Bring insight and automation to peering engineering
In a previous blog post, I talked about how manually managing internet peering points is becoming more problematic as traffic patterns become less predictable. Manual processes for re-directing traffic are too slow and often cause errors that make matters even worse. To quote a recent Ars Technica article, “These reconfigurations happen every day in global routing and mistakes can happen, especially since the configuration of routers is error prone and often still requires manual input, which is prone to 'fat fingers'.”
BGP is the protocol providing the routing mechanism for peering. Manual BGP misconfiguration incidents are happening with increasing frequency, sometimes causing significant widespread service or internet outages. In 2017 there have been 14,000 incidents affecting more than 3,000 systems at least once.
What is needed to avoid ‘fat fingers’, or at least minimize their impact, is a way to automatically re-direct traffic flows.
To illustrate the problems that arise, let’s consider some gamers who are subscribers of an ISP and accessing content from a gaming company. The ISP and the gaming company both share the same goal: provide gamers with the best possible experience. The ISP and the gaming company are using an intermediate peering (or transit) provider to connect to each other.
Suddenly the peering provider sends more traffic to the ISP on the same link that is used for the gaming content. This surge of traffic creates congestion on that link, which slows down the gaming traffic and ultimately impacts the users QoE.
This issue can be solved in two ways:
- The gaming company can steer its egress traffic to a less congested route, using another peering link or another peering provider, with a lower latency – this is egress peering engineering for outbound traffic.
- The ISP can steer the ingress traffic from the gaming company to another route with a lower latency - this is ingress peering engineering for inbound traffic.
Although BGP is supposed to route packets using the best path available, it has limited abilities to make routing decisions based on real-time capacity utilization and performance. In our example, the ISP or the gaming company needs to continuously monitor the latency and automate re-routing when the network fails to meet the targeted KPIs.

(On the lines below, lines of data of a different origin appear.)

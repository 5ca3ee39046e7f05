//! Generation calls: prompt in, raw response text out.
//!
//! The pipeline talks to the model through the [`QaGenerator`] trait so the
//! chunk loop can be driven by any `edgequake-llm` provider in production and
//! by a scripted generator in tests. Prompt wording lives in
//! [`crate::prompts`]; this module only owns the call and its retry policy.
//!
//! ## Retry Strategy
//!
//! Only rate limiting (HTTP 429 and provider equivalents) is retried. The
//! wait grows linearly, `retry_backoff_ms * attempt`, so with the defaults a
//! quota hiccup costs 1 s, then 2 s, then 3 s. Any other failure (bad key,
//! malformed request, server error) aborts the run on the spot: generated
//! pairs are only useful in document order, so skipping a chunk silently
//! would leave a hole nobody notices.

use crate::config::GenerationConfig;
use crate::error::{GenerationError, QaGenError};
use crate::prompts::SYSTEM_PROMPT;
use async_trait::async_trait;
use edgequake_llm::{ChatMessage, CompletionOptions, LLMProvider};
use std::sync::Arc;
use tokio::time::{sleep, Duration};
use tracing::{debug, warn};

/// Something that turns a prompt into response text.
#[async_trait]
pub trait QaGenerator: Send + Sync {
    async fn generate(&self, prompt: &str) -> Result<String, GenerationError>;

    /// Name used in log lines.
    fn name(&self) -> &str {
        "generator"
    }
}

/// [`QaGenerator`] backed by an `edgequake-llm` provider.
pub struct LlmGenerator {
    provider: Arc<dyn LLMProvider>,
    options: CompletionOptions,
}

impl LlmGenerator {
    pub fn new(provider: Arc<dyn LLMProvider>, config: &GenerationConfig) -> Self {
        Self {
            provider,
            options: build_options(config),
        }
    }
}

#[async_trait]
impl QaGenerator for LlmGenerator {
    async fn generate(&self, prompt: &str) -> Result<String, GenerationError> {
        let messages = vec![ChatMessage::system(SYSTEM_PROMPT), ChatMessage::user(prompt)];

        let response = self
            .provider
            .chat(&messages, Some(&self.options))
            .await
            .map_err(|e| GenerationError::from_provider_message(e.to_string()))?;

        debug!(
            "{} input tokens, {} output tokens",
            response.prompt_tokens, response.completion_tokens
        );
        Ok(response.content)
    }

    fn name(&self) -> &str {
        "llm"
    }
}

/// Build `CompletionOptions` from the generation config.
fn build_options(config: &GenerationConfig) -> CompletionOptions {
    CompletionOptions {
        temperature: Some(config.temperature),
        max_tokens: Some(config.max_tokens),
        ..Default::default()
    }
}

/// Call the generator, retrying rate-limited attempts.
///
/// Returns the response text and the number of retries it took.
///
/// # Errors
/// * [`QaGenError::RateLimitExceeded`] — still rate limited after
///   `config.max_retries` retries.
/// * [`QaGenError::LlmApiError`] — any other failure, on the first occurrence.
pub async fn generate_with_retry(
    generator: &dyn QaGenerator,
    prompt: &str,
    chunk_num: usize,
    config: &GenerationConfig,
) -> Result<(String, u32), QaGenError> {
    let mut attempt: u32 = 0;

    loop {
        let err = match generator.generate(prompt).await {
            Ok(text) => return Ok((text, attempt)),
            Err(err) => err,
        };

        match err {
            GenerationError::RateLimited(detail) if attempt < config.max_retries => {
                attempt += 1;
                let wait_ms = config.retry_backoff_ms * u64::from(attempt);
                warn!(
                    "Chunk {}: rate limited by {}, retry {}/{} in {}ms",
                    chunk_num,
                    generator.name(),
                    attempt,
                    config.max_retries,
                    wait_ms
                );
                debug!("Chunk {}: {}", chunk_num, detail);
                if let Some(ref cb) = config.progress_callback {
                    cb.on_chunk_retry(chunk_num, attempt, wait_ms);
                }
                sleep(Duration::from_millis(wait_ms)).await;
            }
            GenerationError::RateLimited(detail) => {
                return Err(QaGenError::RateLimitExceeded {
                    chunk: chunk_num,
                    retries: config.max_retries,
                    detail,
                });
            }
            GenerationError::Failed(message) => {
                return Err(QaGenError::LlmApiError {
                    chunk: chunk_num,
                    message,
                });
            }
        }
    }
}

#[cfg(test)]
mod tests {
    use super::*;
    use std::collections::VecDeque;
    use std::sync::Mutex;

    struct Scripted {
        replies: Mutex<VecDeque<Result<String, GenerationError>>>,
        calls: Mutex<usize>,
    }

    impl Scripted {
        fn new(replies: Vec<Result<String, GenerationError>>) -> Self {
            Self {
                replies: Mutex::new(replies.into()),
                calls: Mutex::new(0),
            }
        }

        fn calls(&self) -> usize {
            *self.calls.lock().unwrap()
        }
    }

    #[async_trait]
    impl QaGenerator for Scripted {
        async fn generate(&self, _prompt: &str) -> Result<String, GenerationError> {
            *self.calls.lock().unwrap() += 1;
            self.replies
                .lock()
                .unwrap()
                .pop_front()
                .unwrap_or_else(|| Err(GenerationError::Failed("script exhausted".into())))
        }
    }

    fn fast_config(max_retries: u32) -> GenerationConfig {
        GenerationConfig::builder()
            .max_retries(max_retries)
            .retry_backoff_ms(1)
            .build()
            .unwrap()
    }

    fn limited() -> Result<String, GenerationError> {
        Err(GenerationError::RateLimited("429".into()))
    }

    #[test]
    fn build_options_defaults() {
        let opts = build_options(&GenerationConfig::default());
        assert_eq!(opts.temperature, Some(0.7));
        assert_eq!(opts.max_tokens, Some(2048));
    }

    #[test]
    fn first_attempt_success_reports_zero_retries() {
        let gen = Scripted::new(vec![Ok("Question 1: Q?".into())]);
        let (text, retries) =
            tokio_test::block_on(generate_with_retry(&gen, "p", 1, &fast_config(3))).unwrap();
        assert_eq!(text, "Question 1: Q?");
        assert_eq!(retries, 0);
    }

    #[tokio::test]
    async fn rate_limited_calls_are_retried() {
        let gen = Scripted::new(vec![limited(), limited(), Ok("done".into())]);
        let (text, retries) = generate_with_retry(&gen, "p", 2, &fast_config(3))
            .await
            .unwrap();
        assert_eq!(text, "done");
        assert_eq!(retries, 2);
        assert_eq!(gen.calls(), 3);
    }

    #[tokio::test]
    async fn exhausted_retries_fail_with_rate_limit_error() {
        let gen = Scripted::new(vec![limited(), limited(), limited()]);
        let err = generate_with_retry(&gen, "p", 5, &fast_config(2))
            .await
            .unwrap_err();
        assert!(matches!(
            err,
            QaGenError::RateLimitExceeded { chunk: 5, retries: 2, .. }
        ));
        assert_eq!(gen.calls(), 3);
    }

    #[tokio::test]
    async fn other_failures_are_not_retried() {
        let gen = Scripted::new(vec![
            Err(GenerationError::Failed("401 invalid key".into())),
            Ok("never reached".into()),
        ]);
        let err = generate_with_retry(&gen, "p", 1, &fast_config(3))
            .await
            .unwrap_err();
        assert!(matches!(err, QaGenError::LlmApiError { chunk: 1, .. }));
        assert_eq!(gen.calls(), 1);
    }
}
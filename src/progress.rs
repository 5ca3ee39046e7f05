//! Progress-callback trait for per-chunk generation events.
//!
//! Inject an [`Arc<dyn GenerationProgressCallback>`] via
//! [`crate::config::GenerationConfigBuilder::progress_callback`] to receive
//! events as the pipeline works through the chunks. The CLI drives an
//! `indicatif` bar from it; [`crate::job::QaJob`] forwards it into a channel.
//!
//! # Example
//!
//! ```rust
//! use edgequake_pdf2qa::{GenerationConfig, GenerationProgressCallback};
//! use std::sync::{Arc, atomic::{AtomicUsize, Ordering}};
//!
//! struct PairCounter {
//!     pairs: AtomicUsize,
//! }
//!
//! impl GenerationProgressCallback for PairCounter {
//!     fn on_chunk_complete(&self, chunk_num: usize, total_chunks: usize, pair_count: usize) {
//!         self.pairs.fetch_add(pair_count, Ordering::SeqCst);
//!         eprintln!("chunk {chunk_num}/{total_chunks}: {pair_count} pairs");
//!     }
//! }
//!
//! let counter = Arc::new(PairCounter { pairs: AtomicUsize::new(0) });
//! let config = GenerationConfig::builder()
//!     .progress_callback(counter as Arc<dyn GenerationProgressCallback>)
//!     .build()
//!     .unwrap();
//! ```

use std::sync::Arc;

/// Called by the generation loop as it processes each chunk.
///
/// Chunks are processed sequentially, so calls never overlap within one
/// run, but the callback may live on another thread than the caller.
/// All methods default to no-ops.
pub trait GenerationProgressCallback: Send + Sync {
    /// Called once, after chunking, before the first generation call.
    fn on_generation_start(&self, total_chunks: usize) {
        let _ = total_chunks;
    }

    /// Called just before the prompt for a chunk is sent.
    ///
    /// `chunk_num` is 1-indexed.
    fn on_chunk_start(&self, chunk_num: usize, total_chunks: usize) {
        let _ = (chunk_num, total_chunks);
    }

    /// Called when a rate-limited call is about to be retried.
    fn on_chunk_retry(&self, chunk_num: usize, attempt: u32, wait_ms: u64) {
        let _ = (chunk_num, attempt, wait_ms);
    }

    /// Called after a chunk's response has been parsed and accumulated.
    ///
    /// `chunk_num / total_chunks` is the completed fraction of the run.
    fn on_chunk_complete(&self, chunk_num: usize, total_chunks: usize, pair_count: usize) {
        let _ = (chunk_num, total_chunks, pair_count);
    }

    /// Called once when the loop ends, normally or by cancellation.
    fn on_generation_complete(&self, total_chunks: usize, total_pairs: usize) {
        let _ = (total_chunks, total_pairs);
    }
}

/// A no-op implementation for callers that don't need progress events.
pub struct NoopProgressCallback;

impl GenerationProgressCallback for NoopProgressCallback {}

/// Convenience alias matching the type stored in [`crate::config::GenerationConfig`].
pub type ProgressCallback = Arc<dyn GenerationProgressCallback>;

#[cfg(test)]
mod tests {
    use super::*;
    use std::sync::atomic::{AtomicUsize, Ordering};

    #[derive(Default)]
    struct TrackingCallback {
        started_total: AtomicUsize,
        starts: AtomicUsize,
        retries: AtomicUsize,
        pairs: AtomicUsize,
        completed_pairs: AtomicUsize,
    }

    impl GenerationProgressCallback for TrackingCallback {
        fn on_generation_start(&self, total_chunks: usize) {
            self.started_total.store(total_chunks, Ordering::SeqCst);
        }

        fn on_chunk_start(&self, _chunk_num: usize, _total_chunks: usize) {
            self.starts.fetch_add(1, Ordering::SeqCst);
        }

        fn on_chunk_retry(&self, _chunk_num: usize, _attempt: u32, _wait_ms: u64) {
            self.retries.fetch_add(1, Ordering::SeqCst);
        }

        fn on_chunk_complete(&self, _chunk_num: usize, _total_chunks: usize, pair_count: usize) {
            self.pairs.fetch_add(pair_count, Ordering::SeqCst);
        }

        fn on_generation_complete(&self, _total_chunks: usize, total_pairs: usize) {
            self.completed_pairs.store(total_pairs, Ordering::SeqCst);
        }
    }

    #[test]
    fn noop_callback_does_not_panic() {
        let cb = NoopProgressCallback;
        cb.on_generation_start(3);
        cb.on_chunk_start(1, 3);
        cb.on_chunk_retry(1, 1, 1000);
        cb.on_chunk_complete(1, 3, 2);
        cb.on_generation_complete(3, 2);
    }

    #[test]
    fn tracking_callback_receives_events() {
        let tracker = TrackingCallback::default();

        tracker.on_generation_start(2);
        tracker.on_chunk_start(1, 2);
        tracker.on_chunk_retry(1, 1, 1000);
        tracker.on_chunk_complete(1, 2, 2);
        tracker.on_chunk_start(2, 2);
        tracker.on_chunk_complete(2, 2, 1);
        tracker.on_generation_complete(2, 3);

        assert_eq!(tracker.started_total.load(Ordering::SeqCst), 2);
        assert_eq!(tracker.starts.load(Ordering::SeqCst), 2);
        assert_eq!(tracker.retries.load(Ordering::SeqCst), 1);
        assert_eq!(tracker.pairs.load(Ordering::SeqCst), 3);
        assert_eq!(tracker.completed_pairs.load(Ordering::SeqCst), 3);
    }

    #[test]
    fn arc_dyn_callback_works() {
        let cb: ProgressCallback = Arc::new(NoopProgressCallback);
        cb.on_generation_start(10);
        cb.on_chunk_complete(1, 10, 2);
    }
}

One of the biggest challenges facing network operators is keeping track of performance of the many different routes that traffic can take.
Network appliances or analytics tools being used today to measure latency and packet loss only measure from a single peering router. They don’t look at the broader end-to-end network context. They can’t, for instance, compute and compare various paths options and consider the effects of using alternate peering points. Instead of sending traffic to another link, there is often a geographically closer peering point through which more time-sensitive traffic can be routed, also resulting in lower latencies.
End-to-end visibility into the complete service delivery path also has to be complemented by granular visibility into traffic flows. In our example, the ISP should be able to identify the time-sensitive traffic from the gaming company. Understanding application performance across all parts of the network is critical to more efficiently solve and, even, proactively avoid problems.
What we need is a way to bring greater insight that integrates and combines real-time traffic visibility with automated control over network resources and application traffic flows. These kinds of holistic analytics now exist. Applied to peering, they will enable operators to automate traffic engineering at peering routers and network interconnections to better balance traffic flows, avoid over-provisioning and improve overall performance for their customers.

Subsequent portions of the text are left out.